Ma che impatto hanno questi cambiamenti climatici nell’agricoltura del nostro Paese? Sicuramente un allungamento dei giorni troppo caldi registrati nel periodo autunnale non ha fatto che aumentare le difficoltà nella semina e nella gestione di tutte le attività di stagione, un rischio comunque di poca entità se paragonato ai probabili eventi estremi che potrebbero scaternarsi nei prossimi mesi.

Con l’aumento degli sbalzi di temperatura, le coltivazioni non passano certo stagioni serene. Basti solo pensare che, un fenomeno importante e altamente pericoloso la grandine, obbliga ogni anno a dover rinunciare alla vendita di grosse quantità di prodotti, una grave perdita spesso coperta in parte dalle assicurazioni che non risolvono comunque il fabbisogno della comunità appartenente al luogo in cui si è verificato il fenomeno. Per non parlare poi dell’aumento di periodi afosi anche fuori stagione: un allungamento dei periodi segnati da siccità e aridità obbligano a dover ridurre le disponibilità idriche dei mesi più estivi, i periodi sicuramente più caldi e per questo bisognosi di cure e attenzioni.

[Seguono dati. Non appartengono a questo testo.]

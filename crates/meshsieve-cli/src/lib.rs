//! Meshsieve CLI library.
//!
//! This crate provides the per-asset pipeline driver, the batch runner
//! with idempotent resume, and the command implementations behind the
//! `meshsieve` binary.

pub mod batch;
pub mod commands;
pub mod driver;
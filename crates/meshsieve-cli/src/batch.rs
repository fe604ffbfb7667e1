//! Batch runner: discovery, resume, worker pool, verdict log.
//!
//! Assets are discovered once, filtered against the existing verdict log,
//! then fanned out over a worker pool: one asset's full state-machine run
//! per unit of work, no ordering guarantees between assets. The decode
//! cache and the verdict log are the only shared state; both live exactly
//! as long as the batch.

use crate::driver::{AssetState, PipelineDriver};
use anyhow::{Context, Result};
use meshsieve_core::{PipelineConfig, VerdictLog, VerdictRecord};
use meshsieve_texture::DecodeCache;
use rayon::prelude::*;
use std::path::{Path, PathBuf};
use std::sync::Mutex;
use std::time::Instant;
use walkdir::WalkDir;

/// One unit of work: an asset id and its source file.
#[derive(Debug, Clone, PartialEq, Eq)]
pub struct AssetEntry {
    pub asset_id: String,
    pub path: PathBuf,
}

/// Counters reported at the end of a batch.
#[derive(Debug, Clone, Default, PartialEq, Eq)]
pub struct BatchSummary {
    pub discovered: usize,
    pub skipped: usize,
    pub passed: usize,
    pub rejected: usize,
    pub failed: usize,
    pub elapsed_secs: u64,
}

/// Find every `.glb` under `input_dir`, sorted by asset id so discovery
/// order is stable. The asset id is the file stem.
pub fn discover_assets(input_dir: &Path) -> Result<Vec<AssetEntry>> {
    let mut entries = Vec::new();
    for entry in WalkDir::new(input_dir) {
        let entry = entry.with_context(|| format!("scanning {}", input_dir.display()))?;
        if !entry.file_type().is_file() {
            continue;
        }
        let path = entry.path();
        let is_glb = path
            .extension()
            .and_then(|e| e.to_str())
            .is_some_and(|e| e.eq_ignore_ascii_case("glb"));
        if !is_glb {
            continue;
        }
        let Some(asset_id) = path.file_stem().and_then(|s| s.to_str()) else {
            continue;
        };
        entries.push(AssetEntry {
            asset_id: asset_id.to_string(),
            path: path.to_path_buf(),
        });
    }
    entries.sort_by(|a, b| a.asset_id.cmp(&b.asset_id));
    Ok(entries)
}

/// Run a batch over `assets`, writing outputs and the verdict log under
/// `out_root`. Idempotent resume: an asset already logged `pass=false` is
/// skipped entirely; one logged `pass=true` is skipped only if its output
/// files still exist.
pub fn run_batch(
    assets: &[AssetEntry],
    config: &PipelineConfig,
    out_root: &Path,
    jobs: Option<usize>,
) -> Result<BatchSummary> {
    let start = Instant::now();
    std::fs::create_dir_all(out_root)
        .with_context(|| format!("creating output root {}", out_root.display()))?;

    let log = VerdictLog::open(&out_root.join("verdicts.jsonl"))
        .context("opening verdict log")?;

    // Batch-scoped shared state; dropped when the batch ends.
    let cache = DecodeCache::new();
    let driver = PipelineDriver::new(config, &cache, out_root);

    let (pending, skipped): (Vec<&AssetEntry>, Vec<&AssetEntry>) =
        assets.iter().partition(|entry| {
            match log.status(&entry.asset_id) {
                None => true,
                Some(false) => false,
                Some(true) => !driver
                    .expected_outputs(&entry.asset_id)
                    .iter()
                    .all(|p| p.exists()),
            }
        });

    let log = Mutex::new(log);
    let process = |entry: &&AssetEntry| -> AssetState {
        let outcome = driver.process(&entry.asset_id, &entry.path);
        let record = match (&outcome.state, &outcome.verdict) {
            (AssetState::Failed { reason, detail }, _) => {
                VerdictRecord::failed_with_error(&entry.asset_id, reason, detail)
            }
            (_, Some(verdict)) => VerdictRecord::new(&entry.asset_id, verdict),
            // A run can only end without a verdict by failing first.
            (state, None) => unreachable!("non-failed outcome without verdict: {state:?}"),
        };
        if let Err(error) = log.lock().expect("verdict log poisoned").append(&record) {
            eprintln!("warning: could not record verdict for {}: {error}", entry.asset_id);
        }
        outcome.state
    };

    let states: Vec<AssetState> = match jobs {
        Some(jobs) => rayon::ThreadPoolBuilder::new()
            .num_threads(jobs)
            .build()
            .context("building worker pool")?
            .install(|| pending.par_iter().map(process).collect()),
        None => pending.par_iter().map(process).collect(),
    };

    let mut summary = BatchSummary {
        discovered: assets.len(),
        skipped: skipped.len(),
        elapsed_secs: start.elapsed().as_secs(),
        ..Default::default()
    };
    for state in &states {
        match state {
            AssetState::Persisted => summary.passed += 1,
            AssetState::Rejected => summary.rejected += 1,
            AssetState::Failed { .. } => summary.failed += 1,
        }
    }
    Ok(summary)
}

Ma se i cambiamenti climatici mettono in pericolo l’agricoltura, è proprio quest’ultima ad aver causato, in parte, un aumento delle variazioni climatiche. Tra ambiente e attività agricola si stringe così un insidioso rapporto di causa ed effetto dovuto alla produzione di gas serra molto pericolosi per il nostro ambiente, tra cui anche il protossido d’azoto e metano.

Come risolvere questo paradosso ambientale? Tra le soluzioni più semplici ed efficaci si conta indubbiamente la politica della riorganizzazione delle produzioni agricole e della limitazione nell’uso di fertilizzanti non organici che, oltre ad aumentare i livelli di metano nella produzione, riducono anche i nutrienti presenti in tutti i terreni contaminando le acque sotterranee e gli organismi viventi ad esse legate.